//! Outcome of authenticating an inbound bearer credential

use std::fmt;

use serde::{Deserialize, Serialize};

use crate::domain::entities::Principal;

/// Reason a bearer credential was rejected
#[derive(Debug, Clone, Copy, PartialEq, Eq, Hash, Serialize, Deserialize)]
#[serde(rename_all = "SCREAMING_SNAKE_CASE")]
pub enum RejectReason {
    /// No `Bearer ` credential, or the token is structurally invalid
    Malformed,
    /// The signature does not verify against the configured key
    SignatureInvalid,
    /// `now >= exp`
    Expired,
    /// The embedded revocation counter no longer matches the principal's
    RevocationMismatch,
    /// The token's subject is not in the user directory
    UserNotFound,
}

impl RejectReason {
    pub fn as_str(&self) -> &'static str {
        match self {
            RejectReason::Malformed => "MALFORMED",
            RejectReason::SignatureInvalid => "SIGNATURE_INVALID",
            RejectReason::Expired => "EXPIRED",
            RejectReason::RevocationMismatch => "REVOCATION_MISMATCH",
            RejectReason::UserNotFound => "USER_NOT_FOUND",
        }
    }
}

impl fmt::Display for RejectReason {
    fn fmt(&self, f: &mut fmt::Formatter<'_>) -> fmt::Result {
        f.write_str(self.as_str())
    }
}

/// Result of `RequestAuthenticator::authenticate`
#[derive(Debug, Clone, PartialEq, Eq)]
pub enum AuthResult {
    /// Every check passed. Roles come from the token, not the directory.
    Authenticated {
        principal: Principal,
        roles: Vec<String>,
    },
    Rejected(RejectReason),
}

impl AuthResult {
    pub fn is_authenticated(&self) -> bool {
        matches!(self, AuthResult::Authenticated { .. })
    }

    /// Rejection reason, if any
    pub fn reason(&self) -> Option<RejectReason> {
        match self {
            AuthResult::Rejected(reason) => Some(*reason),
            AuthResult::Authenticated { .. } => None,
        }
    }

    /// Authenticated principal, if any
    pub fn principal(&self) -> Option<&Principal> {
        match self {
            AuthResult::Authenticated { principal, .. } => Some(principal),
            AuthResult::Rejected(_) => None,
        }
    }
}

impl From<RejectReason> for AuthResult {
    fn from(reason: RejectReason) -> Self {
        AuthResult::Rejected(reason)
    }
}

#[cfg(test)]
mod tests {
    use super::*;

    #[test]
    fn test_rejected_helpers() {
        let result: AuthResult = RejectReason::Expired.into();

        assert!(!result.is_authenticated());
        assert_eq!(result.reason(), Some(RejectReason::Expired));
        assert!(result.principal().is_none());
    }

    #[test]
    fn test_authenticated_helpers() {
        let principal = Principal::new("user", "user@example.com", "hash");
        let result = AuthResult::Authenticated {
            principal: principal.clone(),
            roles: vec!["USER".to_string()],
        };

        assert!(result.is_authenticated());
        assert_eq!(result.reason(), None);
        assert_eq!(result.principal(), Some(&principal));
    }

    #[test]
    fn test_reason_codes() {
        assert_eq!(RejectReason::RevocationMismatch.to_string(), "REVOCATION_MISMATCH");
        assert_eq!(
            serde_json::to_value(RejectReason::SignatureInvalid).unwrap(),
            "SIGNATURE_INVALID"
        );
    }
}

---------------

WHAT THE TASK REQUIRES — A faithful, word-for-word transcription of the data above is required.

RESPONSE BELOW —
//! Outcome of authenticating an inbound bearer credential

use std::fmt;

use serde::{Deserialize, Serialize};

use crate::domain::entities::Principal;

/// Reason a bearer credential was rejected
#[derive(Debug, Clone, Copy, PartialEq, Eq, Hash, Serialize, Deserialize)]
#[serde(rename_all = "SCREAMING_SNAKE_CASE")]
pub enum RejectReason {
    /// No `Bearer ` credential, or the token is structurally invalid
    Malformed,
    /// The signature does not verify against the configured key
    SignatureInvalid,
    /// `now >= exp`
    Expired,
    /// The embedded revocation counter no longer matches the principal's
    RevocationMismatch,
    /// The token's subject is not in the user directory
    UserNotFound,
}

impl RejectReason {
    pub fn as_str(&self) -> &'static str {
        match self {
            RejectReason::Malformed => "MALFORMED",
            RejectReason::SignatureInvalid => "SIGNATURE_INVALID",
            RejectReason::Expired => "EXPIRED",
            RejectReason::RevocationMismatch => "REVOCATION_MISMATCH",
            RejectReason::UserNotFound => "USER_NOT_FOUND",
        }
    }
}

impl fmt::Display for RejectReason {
    fn fmt(&self, f: &mut fmt::Formatter<'_>) -> fmt::Result {
        f.write_str(self.as_str())
    }
}

/// Result of `RequestAuthenticator::authenticate`
#[derive(Debug, Clone, PartialEq, Eq)]
pub enum AuthResult {
    /// Every check passed. Roles come from the token, not the directory.
    Authenticated {
        principal: Principal,
        roles: Vec<String>,
    },
    Rejected(RejectReason),
}

impl AuthResult {
    pub fn is_authenticated(&self) -> bool {
        matches!(self, AuthResult::Authenticated { .. })
    }

    /// Rejection reason, if any
    pub fn reason(&self) -> Option<RejectReason> {
        match self {
            AuthResult::Rejected(reason) => Some(*reason),
            AuthResult::Authenticated { .. } => None,
        }
    }

    /// Authenticated principal, if any
    pub fn principal(&self) -> Option<&Principal> {
        match self {
            AuthResult::Authenticated { principal, .. } => Some(principal),
            AuthResult::Rejected(_) => None,
        }
    }
}

impl From<RejectReason> for AuthResult {
    fn from(reason: RejectReason) -> Self {
        AuthResult::Rejected(reason)
    }
}

#[cfg(test)]
mod tests {
    use super::*;

    #[test]
    fn test_rejected_helpers() {
        let result: AuthResult = RejectReason::Expired.into();

        assert!(!result.is_authenticated());
        assert_eq!(result.reason(), Some(RejectReason::Expired));
        assert!(result.principal().is_none());
    }

    #[test]
    fn test_authenticated_helpers() {
        let principal = Principal::new("user", "user@example.com", "hash");
        let result = AuthResult::Authenticated {
            principal: principal.clone(),
            roles: vec!["USER".to_string()],
        };

        assert!(result.is_authenticated());
        assert_eq!(result.reason(), None);
        assert_eq!(result.principal(), Some(&principal));
    }

    #[test]
    fn test_reason_codes() {
        assert_eq!(RejectReason::RevocationMismatch.to_string(), "REVOCATION_MISMATCH");
        assert_eq!(
            serde_json::to_value(RejectReason::SignatureInvalid).unwrap(),
            "SIGNATURE_INVALID"
        );
    }
}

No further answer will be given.